Animation is an incredibly versatile and flexible means of expression and one that has become perhaps the most cross-disciplinary of all mediums within the moving arts today. It has come a long way from its humble beginnings as a means for artistic expression and story-telling. It is now clearly an advanced medium and mixture of techniques allowing not only the possibility to exist alone and entertain on a feature length level, but also act as a means to seamlessly integrate with live action to the extent that the real and the modeled are utterly indistinguishable. The borders have become so blurred within this hyper reality that even making a distinction between what is an animated and a live action shot film seem pointless. The purists stand firm to their beliefs that if not animated within a ‘traditional’ framework, then it just isn’t animation (see discussion at Cartoon Brew on motion capture). However, beyond the technical advancements and their validity, animation has for me two clear sides to the creative coin: Genre & technique. The important point to retain here is that genre stems from an industry firmly linked with character driven story-telling and film tradition. Its beginnings, as we are all aware, date from the Disney empire back in the early part of the twentieth century. Technique on the other hand is what has given rise to other ‘forms’ of the medium that either stand alone as early abstract works or, as I have mentioned, become a modeled part of the bigger picture. It is rather a means to an end whereas ‘animation as genre’ is indeed the whole package and the end result.

Where then could we fit an idea of motion graphics within this framework? Well, put simply, it uses animation as a technique. It is however not solely a technique but a new form of animation with its own unique visual language; one that does not take root in character driven narrative nor does it adhere to traditional filmic language. This new language draws predominantly from graphic design and the more experimental boundaries of art. If we take a closer look at the production of most animated films or series these days, apart from the developments in technology, the actual artistic and directive process has remained very similar to those of the early days: Animation within its context as a genre depends on strong character design and the ability to bring the character alive through movement, dialogue and eventually emotion. The key to good animation remains strong scenarios and strong characters that need to be designed within the context of the story line and in line with particular design and technical issues. These key points of procedure and production have been and still are the basis of all good animation schools and training.

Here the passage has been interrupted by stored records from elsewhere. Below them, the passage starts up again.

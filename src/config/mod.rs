//! Configuration module for IOC Enrichr
//!
//! Handles loading and parsing of YAML configuration files with support for
//! environment variable expansion and validation.

use serde::{Deserialize, Serialize};
use std::collections::HashMap;
use std::path::Path;
use thiserror::Error;

mod loader;

pub use loader::ConfigLoader;

// ============================================================================
// Environment Variable Expansion
// ============================================================================

/// Expand environment variables in a string.
///
/// Supports two syntaxes:
/// - `${VAR_NAME}` - Simple expansion, keeps placeholder if var not found
/// - `${VAR_NAME:-default}` - Expansion with default value
///
/// Variable names must start with a letter or underscore and contain only
/// uppercase letters, digits, and underscores.
pub(crate) fn expand_env_vars(s: &str) -> String {
    // Regex to capture ${VAR} or ${VAR:-default}
    let re = regex_lite::Regex::new(r"\$\{([A-Z_][A-Z0-9_]*)(?::-([^}]+))?\}").unwrap();
    let mut last_match = 0;
    let mut result = String::with_capacity(s.len());

    for cap in re.captures_iter(s) {
        let full_match = cap.get(0).unwrap();
        let var_name = cap.get(1).unwrap().as_str();

        // Append the text before the match
        result.push_str(&s[last_match..full_match.start()]);

        // Get value from env, or use default from regex
        let value = match std::env::var(var_name) {
            Ok(val) => val,
            Err(_) => {
                if let Some(default) = cap.get(2) {
                    default.as_str().to_string()
                } else {
                    // No env var and no default. Keep the original placeholder.
                    full_match.as_str().to_string()
                }
            }
        };
        result.push_str(&value);

        last_match = full_match.end();
    }

    // Append the rest of the string after the last match
    result.push_str(&s[last_match..]);

    result
}

/// Validate that a URL starts with http:// or https://
fn is_valid_http_url(url: &str) -> bool {
    url.starts_with("http://") || url.starts_with("https://")
}

/// Configuration errors
#[derive(Error, Debug)]
pub enum ConfigError {
    #[error("Failed to read config file: {0}")]
    IoError(#[from] std::io::Error),

    #[error("Failed to parse config: {0}")]
    ParseError(#[from] serde_yaml::Error),

    #[error("Invalid configuration: {0}")]
    ValidationError(String),
}

/// Main configuration structure
#[derive(Debug, Clone, Serialize, Deserialize)]
pub struct Config {
    #[serde(default = "default_service_name")]
    pub service_name: String,

    pub enrich: EnrichConfig,

    #[serde(default)]
    pub logging: LoggingConfig,

    #[serde(default)]
    pub tracing: Option<TracingConfig>,
}

impl Config {
    /// Load configuration from a file
    pub fn load<P: AsRef<Path>>(path: P) -> Result<Self, ConfigError> {
        ConfigLoader::load(path)
    }

    /// Validate the configuration
    pub fn validate(&self) -> Result<(), ConfigError> {
        if self.service_name.trim().is_empty() {
            return Err(ConfigError::ValidationError(
                "Service name cannot be empty".into(),
            ));
        }

        if self.enrich.concurrency_limit == 0 {
            return Err(ConfigError::ValidationError(
                "enrich.concurrency_limit must be at least 1".into(),
            ));
        }

        if !is_valid_http_url(&self.enrich.endpoint) {
            return Err(ConfigError::ValidationError(
                "Invalid lookup endpoint: must start with http:// or https://".into(),
            ));
        }

        // Validate tracing config if present
        if let Some(ref tracing) = self.tracing {
            if tracing.enabled && !is_valid_http_url(&tracing.otlp.endpoint) {
                return Err(ConfigError::ValidationError(
                    "Invalid OTLP endpoint: must start with http:// or https://".into(),
                ));
            }
        }

        Ok(())
    }

    /// The tracing configuration, with the service name filled in from the
    /// top level when the section is absent.
    pub fn tracing_config(&self) -> TracingConfig {
        let mut tracing = self.tracing.clone().unwrap_or_default();
        if tracing.service_name.is_empty() {
            tracing.service_name = self.service_name.clone();
        }
        tracing
    }
}

/// Enrichment settings: the lookup collaborator and the fan-out bound
#[derive(Debug, Clone, Serialize, Deserialize)]
pub struct EnrichConfig {
    /// Maximum lookups in flight per fan-out call. Default: 5
    #[serde(default = "default_concurrency_limit")]
    pub concurrency_limit: usize,

    /// Lookup API endpoint. Supports ${VAR} and ${VAR:-default} expansion.
    pub endpoint: String,

    /// Basic-auth user for the lookup API
    #[serde(default)]
    pub username: String,

    /// Basic-auth key for the lookup API
    #[serde(default)]
    pub api_key: String,

    /// Per-lookup HTTP timeout in seconds. Default: 5
    #[serde(default = "default_lookup_timeout")]
    pub lookup_timeout_seconds: u64,
}

fn default_concurrency_limit() -> usize {
    crate::fanout::DEFAULT_CONCURRENCY_LIMIT
}

fn default_lookup_timeout() -> u64 {
    5
}

/// Structured logging settings
#[derive(Debug, Clone, Default, Serialize, Deserialize)]
pub struct LoggingConfig {
    /// Tags applied to every log record
    #[serde(default)]
    pub tags: Vec<String>,

    /// Labels applied to every log record
    #[serde(default)]
    pub labels: HashMap<String, String>,
}

/// Tracing configuration
#[derive(Debug, Clone, Default, Serialize, Deserialize)]
pub struct TracingConfig {
    /// Enable or disable OTLP export. Default: false
    #[serde(default)]
    pub enabled: bool,

    /// Service name for trace identification. Defaults to the top-level
    /// service name.
    #[serde(default)]
    pub service_name: String,

    /// OTLP exporter configuration
    #[serde(default)]
    pub otlp: OtlpConfig,
}

/// OTLP (OpenTelemetry Protocol) exporter configuration
#[derive(Debug, Clone, Serialize, Deserialize)]
pub struct OtlpConfig {
    /// Collector endpoint. Default: http://localhost:4317
    #[serde(default = "default_otlp_endpoint")]
    pub endpoint: String,

    /// Export timeout in seconds. Default: 10
    #[serde(default = "default_otlp_timeout")]
    pub timeout_seconds: u64,
}

impl Default for OtlpConfig {
    fn default() -> Self {
        Self {
            endpoint: default_otlp_endpoint(),
            timeout_seconds: default_otlp_timeout(),
        }
    }
}

fn default_service_name() -> String {
    "ioc-enrichr".to_string()
}

fn default_otlp_endpoint() -> String {
    "http://localhost:4317".to_string()
}

fn default_otlp_timeout() -> u64 {
    10
}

Motion graphics however resides on formal issues of shape, colour, composition and typography. The design issues are focused foremost on context and communication where style follows and never dictates. I prefer to see motion graphics as a mode. It is neither genre nor simply technique: Not genre because it does not have the historical nor professional weight. Nor just technique, because it has a language of expression and communication that goes far beyond that of simple execution of sequential image making. Motion graphics is something new.